About Gen. Winfield Scott (USA) ("Old Fuss and Feathers")

Winfield Scott (June 13, 1786 – May 29, 1866) was a United States Army general, and unsuccessful presidential candidate of the Whig Party in 1852.

Known as "Old Fuss and Feathers" and the "Grand Old Man of the Army," he served on active duty as a general longer than any other man in American history and many historians rate him the ablest American commander of his time. Over the course of his forty-seven-year career, he commanded forces in the War of 1812, the Mexican-American War, the Black Hawk War, the Second Seminole War, and, briefly, the American Civil War, conceiving the Union strategy known as the Anaconda Plan that would be used to defeat the Confederacy. He served as Commanding General of the United States Army for twenty years, longer than any other holder of the office.

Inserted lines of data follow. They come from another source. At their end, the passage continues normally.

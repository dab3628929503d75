//! Connectivity analysis and its identity-keyed memo.

use crate::graph::GraphValue;
use machina_storage::Element;
use std::collections::HashMap;
use std::sync::{Arc, Mutex};

/// Precomputed connected components of one graph value.
///
/// Built once per graph identity with a union-find pass over the edge
/// list; queries are then lookups.
#[derive(Debug)]
pub struct ConnectivityIndex {
    components: Vec<Vec<Element>>,
}

impl ConnectivityIndex {
    /// Analyze a graph.
    pub fn build(graph: &GraphValue) -> Self {
        let vertices = graph.vertices();
        let mut parent: Vec<usize> = (0..vertices.len()).collect();

        fn find(parent: &mut [usize], mut i: usize) -> usize {
            while parent[i] != i {
                parent[i] = parent[parent[i]];
                i = parent[i];
            }
            i
        }

        let index_of = |v: &Element| vertices.iter().position(|u| u == v);
        for (a, b) in graph.edges() {
            // constructor guarantees both endpoints are vertices
            if let (Some(i), Some(j)) = (index_of(a), index_of(b)) {
                let (ri, rj) = (find(&mut parent, i), find(&mut parent, j));
                if ri != rj {
                    parent[ri] = rj;
                }
            }
        }

        let mut by_root: HashMap<usize, Vec<Element>> = HashMap::new();
        for (i, v) in vertices.iter().enumerate() {
            let root = find(&mut parent, i);
            by_root.entry(root).or_default().push(v.clone());
        }
        let mut components: Vec<Vec<Element>> = by_root.into_values().collect();
        components.sort_by_key(Vec::len);
        Self { components }
    }

    /// The connected component containing `v`, or `None` when `v` is
    /// not a vertex.
    pub fn connected_set_of(&self, v: &Element) -> Option<&[Element]> {
        self.components
            .iter()
            .find(|c| c.contains(v))
            .map(Vec::as_slice)
    }

    /// Whether the whole graph is one component. The empty graph counts
    /// as connected.
    pub fn is_connected(&self) -> bool {
        self.components.len() <= 1
    }

    pub fn component_count(&self) -> usize {
        self.components.len()
    }
}

/// Identity-keyed memo of connectivity analyses.
///
/// Keys are the allocation identity of the graph value, not its
/// contents: two structurally equal graphs in different allocations get
/// separate entries, and re-querying the same allocation within the
/// cache's validity window returns the same shared index without
/// recomputation. The host must call [`clear`](Self::clear) at each
/// step boundary, when aggregate values may be rebuilt.
#[derive(Default)]
pub struct ConnectivityCache {
    inner: Mutex<HashMap<usize, Arc<ConnectivityIndex>>>,
}

impl ConnectivityCache {
    pub fn new() -> Self {
        Self::default()
    }

    /// The memoized index for an element, computing it on first sight
    /// of this identity. `None` when the element is not a graph.
    pub fn index_for(&self, e: &Element) -> Option<Arc<ConnectivityIndex>> {
        let Element::Custom(custom) = e else {
            return None;
        };
        let graph = custom.as_any().downcast_ref::<GraphValue>()?;
        let key = Arc::as_ptr(custom) as *const () as usize;

        let mut inner = self.inner.lock().expect("connectivity cache poisoned");
        let index = inner
            .entry(key)
            .or_insert_with(|| Arc::new(ConnectivityIndex::build(graph)));
        Some(Arc::clone(index))
    }

    /// Step-boundary invalidation. Idempotent.
    pub fn clear(&self) {
        self.inner
            .lock()
            .expect("connectivity cache poisoned")
            .clear();
    }

    /// Number of memoized graph identities.
    pub fn len(&self) -> usize {
        self.inner.lock().expect("connectivity cache poisoned").len()
    }

    pub fn is_empty(&self) -> bool {
        self.len() == 0
    }
}
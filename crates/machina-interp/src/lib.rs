//! Machina stepwise expression interpreter.
//!
//! # Architecture
//!
//! Evaluation is a flat loop over an explicit tree, never a recursive
//! walk. Each node of the [`ast::Ast`] carries its own
//! [`ast::EvalState`]; the per-agent [`interpreter::Interpreter`] holds
//! a single *current position* and repeatedly asks the focused node's
//! [`constructs::Construct`] what to do next. A construct either names
//! a child to descend into or finalizes the node with an
//! [`machina_storage::Element`].
//!
//! Consequences of this shape:
//!
//! - stack depth is O(1) in the tree depth, so deeply nested
//!   expressions cannot overflow the host stack;
//! - evaluation can pause between micro-steps and resume later, and
//!   several agents' drivers interleave freely over shared, stateless
//!   construct singletons;
//! - an abandoned evaluation is discarded by resetting the subtree,
//!   which also evicts any scope-cache entries keyed inside it.
//!
//! The quantifier constructs (`forall` / `exists`) are the reason for
//! the scope cache: a quantifier re-runs its condition subtree once per
//! domain element, remembering the not-yet-tried elements under the
//! domain *node's identity* between visits.

pub mod ast;
pub mod constructs;
pub mod diagnostics;
pub mod error;
pub mod interpreter;

pub use ast::{Ast, BinaryOp, NodeId, NodeKind, QuantifierKind, UnaryOp};
pub use constructs::{Construct, ConstructRegistry};
pub use diagnostics::{Diagnostic, Severity};
pub use error::{EvalError, EvalResult};
pub use interpreter::{Interpreter, StepOutcome};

A national hero after the Mexican-American War, he served as military governor of Mexico City. Such was his stature that, in 1852, the United States Whig Party passed over its own incumbent President of the United States, Millard Fillmore, to nominate Scott in the United States presidential election. Scott lost to Democrat Franklin Pierce in the general election, but remained a popular national figure, receiving a brevet promotion in 1856 to the rank of lieutenant general, becoming the first American since George Washington to hold that rank

War with Mexico When War broke out with Mexico in 1846 the 1st Infantry Regiment was sent across the border with General Zachary Taylor's, Army and participated in the storming of Monterrey where the regiment fought house to house in savage hand to hand combat. From Monterrey the regiment was transferred to General Winfield Scott's command and participated in the first modern amphibious landing in American history at Vera Cruz in 1847.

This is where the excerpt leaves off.